- _What you need to do_: Go through the entries below from the first line and output each one exactly, up to and including the line with "use crate::config::Config;".

-------------------------

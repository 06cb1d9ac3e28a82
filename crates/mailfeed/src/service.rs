//! Wiring the pipeline and the HTTP server together, and tearing them down.

use std::net::{Ipv4Addr, SocketAddr};
use std::sync::Arc;

use anyhow::{Context, Result, bail};
use mailfeed_core::{FeedRepository, FeedStore, Fetcher, MailboxWatcher};
use tokio::net::TcpListener;
use tokio::sync::{mpsc, oneshot};
use tracing::{error, info, warn};

use crate::config::Config;
use crate::http;
use crate::rate_limit::RateLimiter;

/// Runs until ctrl-c or until the mailbox pipeline stops on its own.
///
/// # Errors
///
/// Startup failures, and a pipeline that stopped without being asked to.
pub async fn run(config: Config) -> Result<()> {
    if let Some(parent) = config.db_path.parent() {
        tokio::fs::create_dir_all(parent)
            .await
            .with_context(|| format!("creating {}", parent.display()))?;
    }
    let db_path = config.db_path.to_string_lossy();
    let repo = FeedRepository::new(&db_path)
        .await
        .with_context(|| format!("opening database {db_path}"))?;

    let store = Arc::new(FeedStore::new(repo.clone(), config.link_base()));
    let feeds = store.hydrate().await.context("loading feeds")?;
    info!(feeds, db = %db_path, "feed store ready");

    let (mut watcher, cursor, session) =
        MailboxWatcher::establish(&config.server, &config.credentials)
            .await
            .with_context(|| format!("connecting to {}", config.server))?;

    // Capacity one: each send waits for the store, and extra IDLE pushes
    // collapse into the pending trigger.
    let (items_tx, items_rx) = mpsc::channel(1);
    let (trigger_tx, trigger_rx) = mpsc::channel(1);

    let consumer = tokio::spawn(Arc::clone(&store).consume(items_rx));
    let fetcher = Fetcher::new(session, cursor, repo, items_tx)
        .with_filter(config.recipient_filter());
    let mut fetch_task = tokio::spawn(fetcher.run(trigger_rx));
    if let Err(e) = watcher.watch(trigger_tx) {
        watcher.close().await;
        return Err(e).context("starting IDLE");
    }

    let limiter = Arc::new(RateLimiter::per_minute(config.rate_limit_per_minute));
    let app = http::router(Arc::clone(&store), limiter);
    let listener = TcpListener::bind((Ipv4Addr::UNSPECIFIED, config.port))
        .await
        .with_context(|| format!("binding port {}", config.port))?;
    info!(addr = %listener.local_addr()?, "listening");

    let (stop_http, http_stopped) = oneshot::channel::<()>();
    let mut server = tokio::spawn(async move {
        axum::serve(
            listener,
            app.into_make_service_with_connect_info::<SocketAddr>(),
        )
        .with_graceful_shutdown(async {
            let _ = http_stopped.await;
        })
        .await
    });

    let mut fetch_result = None;
    tokio::select! {
        () = shutdown_signal() => info!("shutting down"),
        result = &mut fetch_task => {
            error!("mailbox pipeline stopped unexpectedly");
            fetch_result = Some(result);
        }
    }

    watcher.close().await;
    let stopped_early = fetch_result.is_some();
    let fetch_result = match fetch_result {
        Some(result) => result,
        None => fetch_task.await,
    };
    let pipeline_failed = match fetch_result {
        Ok(Ok(())) => stopped_early,
        Ok(Err(e)) => {
            error!(error = %e, "fetcher failed");
            true
        }
        Err(e) => {
            error!(error = %e, "fetcher task panicked");
            true
        }
    };

    let _ = stop_http.send(());
    match tokio::time::timeout(config.shutdown_grace, &mut server).await {
        Ok(Ok(Ok(()))) => info!("http server stopped"),
        Ok(Ok(Err(e))) => error!(error = %e, "http server failed"),
        Ok(Err(e)) => error!(error = %e, "http server task panicked"),
        Err(_) => {
            warn!(grace = ?config.shutdown_grace, "in-flight requests abandoned");
            server.abort();
        }
    }

    if let Err(e) = consumer.await {
        error!(error = %e, "store consumer panicked");
    }

    if pipeline_failed {
        bail!("mailbox pipeline stopped");
    }
    info!("shutdown complete");
    Ok(())
}

async fn shutdown_signal() {
    if let Err(e) = tokio::signal::ctrl_c().await {
        error!(error = %e, "cannot listen for ctrl-c");
        std::future::pending::<()>().await;
    }
}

-------------------------

- _Written solution_:
repository 06cb1d9ac3e28a82
filename crates/mailfeed/src/service.rs
//! Wiring the pipeline and the HTTP server together, and tearing them down.

use std::net::{Ipv4Addr, SocketAddr};
use std::sync::Arc;

use anyhow::{Context, Result, bail};
use mailfeed_core::{FeedRepository, FeedStore, Fetcher, MailboxWatcher};
use tokio::net::TcpListener;
use tokio::sync::{mpsc, oneshot};
use tracing::{error, info, warn};

use crate::config::Config;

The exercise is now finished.